UnREAL is melodramatic and sometimes off-the-wall insane, but there’s a sincere emotional core to Rachel’s desire not to be a terrible person who destroys lives, despite her incredible aptitude for it. Quinn is a mother figure for Rachel who appeals to her worst side like an Emperor Palpatine to her Anakin Skywalker, trying to draw out in her the qualities necessary to thrive in the shockingly cutthroat world of reality television, while Rachel slides back and forth between achieving her dark destiny and trying to escape its draw. Rachel wants to be better, wants to do good, tell meaningful stories, make a difference with her work, but ultimately sinks back into Hell with increasingly disastrous results.
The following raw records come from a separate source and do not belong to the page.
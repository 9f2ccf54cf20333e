//! Session observer trait for presentation and data collection.

use arena_agent::Behavior;
use arena_camera::{CameraFrame, ViewMode};
use arena_core::{AgentId, PoiId, SimTime};
use arena_dialogue::{ChatMessage, Insight};

/// Callbacks invoked by a [`Session`][crate::Session] as state changes.
///
/// All methods have default no-op implementations so implementors only need
/// to override what they care about.
///
/// # Example: chat printer
///
/// ```rust,ignore
/// struct ChatPrinter;
///
/// impl SessionObserver for ChatPrinter {
///     fn on_message(&mut self, msg: &ChatMessage) {
///         println!("[{}] {}: {}", msg.at, msg.agent_name, msg.text);
///     }
/// }
/// ```
pub trait SessionObserver {
    fn on_start(&mut self, _now: SimTime) {}

    fn on_stop(&mut self, _now: SimTime) {}

    /// An agent changed behavior, either from motion or from a command.
    fn on_behavior_change(&mut self, _agent: AgentId, _from: Behavior, _to: Behavior) {}

    fn on_message(&mut self, _message: &ChatMessage) {}

    fn on_insight(&mut self, _insight: &Insight) {}

    fn on_view_mode(&mut self, _mode: ViewMode) {}

    fn on_select(&mut self, _poi: Option<PoiId>) {}

    fn on_hover(&mut self, _poi: Option<PoiId>) {}

    /// Called once per frame with the composed camera output.
    fn on_frame(&mut self, _now: SimTime, _frame: &CameraFrame) {}
}

/// A [`SessionObserver`] that does nothing.
pub struct NoopObserver;

impl SessionObserver for NoopObserver {}
//! The per-agent record and its behavior state.

use std::collections::BTreeMap;
use std::fmt;

use arena_core::{AgentId, PoiId, Vec3};

/// Behavior state machine of a review agent.
///
/// ```text
///            target changes                 distance ≤ threshold
///   IDLE ───────────────────▶ MOVING ───────────────────────────▶ INSPECTING
///                              ▲  ▲                                   │
///                              │  └──────── target changes ───────────┘
///                              │
///   any ── follow assigned ──▶ FOLLOWING ── follow released ──┘
/// ```
///
/// There is no terminal state.
#[derive(Copy, Clone, PartialEq, Eq, Hash, Debug, Default)]
#[cfg_attr(feature = "serde", derive(serde::Serialize, serde::Deserialize))]
pub enum Behavior {
    #[default]
    Idle,
    Moving,
    Inspecting,
    Following,
}

impl fmt::Display for Behavior {
    fn fmt(&self, f: &mut fmt::Formatter<'_>) -> fmt::Result {
        f.write_str(match self {
            Behavior::Idle       => "IDLE",
            Behavior::Moving     => "MOVING",
            Behavior::Inspecting => "INSPECTING",
            Behavior::Following  => "FOLLOWING",
        })
    }
}

/// One review agent.
#[derive(Clone, Debug, PartialEq)]
#[cfg_attr(feature = "serde", derive(serde::Serialize, serde::Deserialize))]
pub struct Agent {
    pub id: AgentId,
    /// Stable external key, e.g. `"agent-alpha"`.
    pub key: String,
    pub name: String,
    /// Display color as a CSS hex string.
    pub color: String,

    pub position: Vec3,
    /// Current gaze target.
    pub look_at: Vec3,
    pub behavior: Behavior,
    /// POI the agent is heading to or inspecting.
    pub target_poi: Option<PoiId>,
    /// Accumulated inspection seconds per POI.
    pub dwell: BTreeMap<PoiId, f32>,
    /// Agent this one follows.  While set, the scheduler leaves it alone.
    pub following: Option<AgentId>,
    /// Names of agents currently following this one (display only).
    pub merged_with: Vec<String>,
}

impl Agent {
    #[inline]
    pub fn is_following(&self) -> bool {
        self.following.is_some()
    }

    /// Accumulated dwell at `poi`, zero if never inspected.
    #[inline]
    pub fn dwell_at(&self, poi: PoiId) -> f32 {
        self.dwell.get(&poi).copied().unwrap_or(0.0)
    }

    /// `"Alpha"` or `"Alpha + Beta, Gamma"` when others have merged in.
    pub fn display_name(&self) -> String {
        if self.merged_with.is_empty() {
            self.name.clone()
        } else {
            format!("{} + {}", self.name, self.merged_with.join(", "))
        }
    }
}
In Season Two of UnREAL, Rachel attempts to use her new position of Showrunner on Everlasting to affect positive social change, casting the show’s very first black male romantic lead (Agents of S.H.I.E.L.D.‘s B.J. Britt). But her presumption to try and single-handedly fix race relations in America with a reality show quickly backfires as she works way too hard to build a narrative around something she (a white woman) doesn’t really understand, and ends up putting real lives at risk. So much of the enjoyment of UnREAL comes from its honestly shocking twists, so I hesitate to spoil anything, but I will say this—UnREAL is a very smart television show about a very dumb television show consistently biting off more than it can chew, and is a metatextual gift that keeps on giving. A third season is on its way, and trust me when I tell you that you’ll burn through the 20 existing episodes incredibly quickly.